Scan the entries for the word "impl". Every line that has it should be copied.

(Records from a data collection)

══════════

//! The persistence seam used by the monitoring engine.

use async_trait::async_trait;
use chrono::{DateTime, Utc};
use sea_orm::{DatabaseConnection, DbErr};

use crate::db::entities::website;
use crate::db::services as db_services;

/// How a check affects a stored expiry timestamp.
#[derive(Debug, Clone, Copy, PartialEq, Eq)]
pub enum ExpiryUpdate {
    /// Leave the stored value as it is.
    Keep,
    Set(DateTime<Utc>),
}

/// Everything one check invocation writes for its website.
#[derive(Debug, Clone, PartialEq, Eq)]
pub struct CheckCommit {
    pub website_id: i32,
    pub status: i32,
    pub prev_status: Option<i32>,
    pub up_notified: bool,
    pub down_notified: bool,
    /// Always written; `None` clears a previously stored expiry.
    pub ssl_expiry: Option<DateTime<Utc>>,
    pub domain_expiry: ExpiryUpdate,
    pub checked_at: DateTime<Utc>,
    pub record_history: bool,
}

#[async_trait]
pub trait TargetStore: Send + Sync {
    async fn find_target(&self, website_id: i32) -> Result<Option<website::Model>, DbErr>;

    async fn list_targets(&self) -> Result<Vec<website::Model>, DbErr>;

    /// Applies a check result atomically: the website row plus an optional history row.
    async fn commit_check(&self, commit: &CheckCommit) -> Result<(), DbErr>;
}

/// `TargetStore` backed by a SeaORM connection.
#[derive(Clone)]
pub struct SeaOrmStore {
    db: DatabaseConnection,
}

impl SeaOrmStore {
    pub fn new(db: DatabaseConnection) -> Self {
        Self { db }
    }
}

#[async_trait]
impl TargetStore for SeaOrmStore {
    async fn find_target(&self, website_id: i32) -> Result<Option<website::Model>, DbErr> {
        db_services::find_website(&self.db, website_id).await
    }

    async fn list_targets(&self) -> Result<Vec<website::Model>, DbErr> {
        db_services::list_websites(&self.db).await
    }

    async fn commit_check(&self, commit: &CheckCommit) -> Result<(), DbErr> {
        db_services::commit_check(&self.db, commit).await
    }
}

#[cfg(test)]
pub mod memory {
    //! In-memory `TargetStore` with commit recording and failure injection.

    use super::*;
    use crate::db::entities::status_history;
    use std::collections::BTreeMap;
    use std::sync::atomic::{AtomicBool, Ordering};
    use std::sync::Mutex;

    #[derive(Default)]
    struct MemoryState {
        websites: BTreeMap<i32, website::Model>,
        history: Vec<status_history::Model>,
        commits: Vec<CheckCommit>,
        failing_commits: usize,
    }

    #[derive(Default)]
    pub struct MemoryStore {
        state: Mutex<MemoryState>,
        yield_on_access: AtomicBool,
    }

    pub fn sample_website(id: i32, url: &str) -> website::Model {
        let now = Utc::now();
        website::Model {
            id,
            name: format!("site-{id}"),
            url: url.to_string(),
            checking_interval: 60,
            email_notifications: true,
            notification_email: Some("ops@example.com".to_string()),
            status: None,
            prev_status: None,
            ssl_expiry: None,
            domain_expiry: None,
            up_notified: false,
            down_notified: false,
            last_checked_at: None,
            created_at: now,
            updated_at: now,
        }
    }

    impl MemoryStore {
        pub fn new() -> Self {
            Self::default()
        }

        pub fn insert(&self, model: website::Model) {
            self.state.lock().unwrap().websites.insert(model.id, model);
        }

        pub fn remove(&self, website_id: i32) {
            let mut state = self.state.lock().unwrap();
            state.websites.remove(&website_id);
            state.history.retain(|h| h.website_id != website_id);
        }

        pub fn website(&self, website_id: i32) -> Option<website::Model> {
            self.state.lock().unwrap().websites.get(&website_id).cloned()
        }

        pub fn history(&self, website_id: i32) -> Vec<status_history::Model> {
            self.state
                .lock()
                .unwrap()
                .history
                .iter()
                .filter(|h| h.website_id == website_id)
                .cloned()
                .collect()
        }

        pub fn commits(&self) -> Vec<CheckCommit> {
            self.state.lock().unwrap().commits.clone()
        }

        /// Makes every read and commit suspend once before touching the
        /// data, the way a real database round trip would.
        pub fn yield_on_access(&self) {
            self.yield_on_access.store(true, Ordering::SeqCst);
        }

        async fn maybe_yield(&self) {
            if self.yield_on_access.load(Ordering::SeqCst) {
                tokio::task::yield_now().await;
            }
        }

        /// Makes the next `count` commits fail with a database error.
        pub fn fail_next_commits(&self, count: usize) {
            self.state.lock().unwrap().failing_commits = count;
        }
    }

    #[async_trait]
    impl TargetStore for MemoryStore {
        async fn find_target(&self, website_id: i32) -> Result<Option<website::Model>, DbErr> {
            self.maybe_yield().await;
            Ok(self.website(website_id))
        }

        async fn list_targets(&self) -> Result<Vec<website::Model>, DbErr> {
            Ok(self.state.lock().unwrap().websites.values().cloned().collect())
        }

        async fn commit_check(&self, commit: &CheckCommit) -> Result<(), DbErr> {
            self.maybe_yield().await;
            let mut state = self.state.lock().unwrap();
            if state.failing_commits > 0 {
                state.failing_commits -= 1;
                return Err(DbErr::Custom("injected commit failure".to_string()));
            }

            let website = state
                .websites
                .get_mut(&commit.website_id)
                .ok_or(DbErr::RecordNotUpdated)?;
            website.status = Some(commit.status);
            website.prev_status = commit.prev_status;
            website.up_notified = commit.up_notified;
            website.down_notified = commit.down_notified;
            website.ssl_expiry = commit.ssl_expiry;
            if let ExpiryUpdate::Set(expiry) = commit.domain_expiry {
                website.domain_expiry = Some(expiry);
            }
            website.last_checked_at = Some(commit.checked_at);
            website.updated_at = commit.checked_at;

            if commit.record_history {
                let id = state.history.len() as i32 + 1;
                state.history.push(status_history::Model {
                    id,
                    website_id: commit.website_id,
                    timestamp: commit.checked_at,
                    status_code: commit.status,
                });
            }
            state.commits.push(commit.clone());
            Ok(())
        }
    }
}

══════════

■ **REPLY TO THE EXERCISE**
impl SeaOrmStore {
impl TargetStore for SeaOrmStore {
    impl MemoryStore {
    impl TargetStore for MemoryStore {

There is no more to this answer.